Mais uma brisa fria correu pelo aposento, entrando pelas minhas roupas e acentuando ainda mais aquele péssimo pressentimento. Troquei-me rapidamente, puxando as janelas para que parassem de bater, e cerrei as cortinas. O dia começava a se fechar em uma cor cinza opressiva, e o primeiro raio caiu do céu enquanto eu vestia minhas botas. Enfiei o punhal de Kenny no cós da minha calça, repetindo o que fizera na noite passada quando conversei com Nile e saí para um corredor vazio, desprovido de pessoas e sons, as luzes apagadas.

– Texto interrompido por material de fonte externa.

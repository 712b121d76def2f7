//! Terminal bar chart for download history.

use chrono::NaiveDate;

use crate::trend::{TimeRange, TrendSeries};

use super::format::format_metric;
use super::theme::CurrentTheme;

/// Width of the longest bar, in cells.
const BAR_WIDTH: usize = 32;

/// Days aggregated into one chart row.
///
/// A week stays daily; longer ranges bucket down to a readable row count
/// (a month into 8 rows, a quarter into 6, a year into 12 monthly rows).
fn bucket_days(range: TimeRange) -> usize {
    match range {
        TimeRange::Week => 1,
        TimeRange::Month => 4,
        TimeRange::Quarter => 16,
        TimeRange::Year => 31,
    }
}

fn bucket_label(range: TimeRange, date: NaiveDate) -> String {
    match range {
        TimeRange::Week => date.format("%a").to_string(),
        TimeRange::Month | TimeRange::Quarter => date.format("%b %-d").to_string(),
        TimeRange::Year => date.format("%b %y").to_string(),
    }
}

/// One aggregated chart row.
#[derive(Debug)]
pub struct ChartRow {
    /// Date label for the start of the bucket.
    pub label: String,
    /// Mean daily downloads within the bucket.
    pub value: u64,
}

/// Horizontal bar chart over a synthesized download series.
#[derive(Debug)]
pub struct BarChart {
    rows: Vec<ChartRow>,
}

impl BarChart {
    /// Aggregate a series into labelled buckets.
    pub fn from_series(series: &TrendSeries) -> Self {
        let days = bucket_days(series.range());
        let rows = series
            .points()
            .chunks(days)
            .map(|chunk| {
                let mean = chunk.iter().map(|p| p.downloads).sum::<u64>() / chunk.len() as u64;
                ChartRow {
                    label: bucket_label(series.range(), chunk[0].date),
                    value: mean,
                }
            })
            .collect();

        Self { rows }
    }

    /// The aggregated rows, oldest first.
    pub fn rows(&self) -> &[ChartRow] {
        &self.rows
    }

    /// Render the chart as bar lines, scaled to the tallest bucket.
    pub fn render(&self, theme: &CurrentTheme) -> Vec<String> {
        let max = self.rows.iter().map(|r| r.value).max().unwrap_or(0);
        let label_width = self
            .rows
            .iter()
            .map(|r| r.label.chars().count())
            .max()
            .unwrap_or(0);

        self.rows
            .iter()
            .map(|row| {
                let cells = if max == 0 {
                    0
                } else {
                    let scaled = (row.value as u128 * BAR_WIDTH as u128 / max as u128) as usize;
                    // Non-zero buckets always get at least one cell.
                    scaled.max(usize::from(row.value > 0))
                };
                format!(
                    "  {:>width$}  {} {}",
                    row.label,
                    theme.info.apply_to("█".repeat(cells)),
                    theme.dim.apply_to(format_metric(Some(row.value))),
                    width = label_width,
                )
            })
            .collect()
    }
}

#[cfg(test)]
mod tests {
    use super::*;
    use chrono::NaiveDate;
    use rand::rngs::StdRng;
    use rand::SeedableRng;

    fn series_for(range: TimeRange) -> TrendSeries {
        let mut rng = StdRng::seed_from_u64(7);
        let today = NaiveDate::from_ymd_opt(2025, 8, 25).unwrap();
        TrendSeries::synthesize_with(&mut rng, range, today)
    }

    #[test]
    fn week_chart_keeps_one_row_per_day() {
        let chart = BarChart::from_series(&series_for(TimeRange::Week));
        assert_eq!(chart.rows().len(), 8);
        // Weekday labels: "Mon", "Tue", ...
        assert!(chart.rows().iter().all(|r| r.label.len() == 3));
    }

    #[test]
    fn month_chart_aggregates_into_eight_rows() {
        let chart = BarChart::from_series(&series_for(TimeRange::Month));
        assert_eq!(chart.rows().len(), 8);
    }

    #[test]
    fn quarter_chart_aggregates_into_six_rows() {
        let chart = BarChart::from_series(&series_for(TimeRange::Quarter));
        assert_eq!(chart.rows().len(), 6);
    }

    #[test]
    fn year_chart_aggregates_into_twelve_rows() {
        let chart = BarChart::from_series(&series_for(TimeRange::Year));
        assert_eq!(chart.rows().len(), 12);
    }

    #[test]
    fn rows_are_ordered_oldest_first() {
        let series = series_for(TimeRange::Week);
        let chart = BarChart::from_series(&series);

        let first_label = bucket_label(TimeRange::Week, series.points()[0].date);
        assert_eq!(chart.rows()[0].label, first_label);
    }

    #[test]
    fn tallest_bucket_gets_the_full_bar() {
        let theme = CurrentTheme::plain();
        let chart = BarChart::from_series(&series_for(TimeRange::Month));
        let lines = chart.render(&theme);

        let full_bar = "█".repeat(BAR_WIDTH);
        assert!(lines.iter().any(|l| l.contains(&full_bar)));
    }

    #[test]
    fn render_includes_labels_and_values() {
        let theme = CurrentTheme::plain();
        let chart = BarChart::from_series(&series_for(TimeRange::Week));
        let lines = chart.render(&theme);

        assert_eq!(lines.len(), 8);
        for (line, row) in lines.iter().zip(chart.rows()) {
            assert!(line.contains(&row.label));
            assert!(line.contains(&format_metric(Some(row.value))));
        }
    }
}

Algo estava errado, eu podia sentir no ar, no vento que entrava pelas frestas na madeira e tocava meu rosto com dedos frios e cruéis. Meu coração se apertava no peito enquanto me esgueirei pelo caminho, sem saber exatamente o que procurar, sabendo apenas que precisava encontrar meus amigos, porque havia, com certeza absoluta, alguma coisa fora do lugar. E não precisei procurar muito para escutar o primeiro grito de Hange atrás de uma das portas duplas de mogno que davam para os escritórios particulares dos oficiais de maior patente da Polícia Militar.
Saquei a faca e empurrei a porta da esquerda com a mão aberta. O cômodo estava envolto na penumbra e, antes dos meus olhos acostumarem-se com a vista, escutei a porta ser fechada às minhas costas e um pé acertar-me na parte de trás do joelho direito, lançando uma dor transcendental pela minha perna e caí no chão, de quatro, os olhos lacrimejantes pela dor.
Não havia nenhuma fonte de luz até que mais um raio desceu do céu, acompanhado de um trovão ensurdecedor e, por milésimos de segundo, vi Erwin preso nos braços de um homem do tamanho de um monstro, Mike parado com uma pistola e uma espada apontadas para si e Hange, presa pela cintura pelos braços de um homem semelhante ao que segurava Erwin, a expressão desesperada e os olhos, novamente, pedindo por ajuda enquanto transmitiam a mensagem silenciosa que eu ainda não conseguia entender.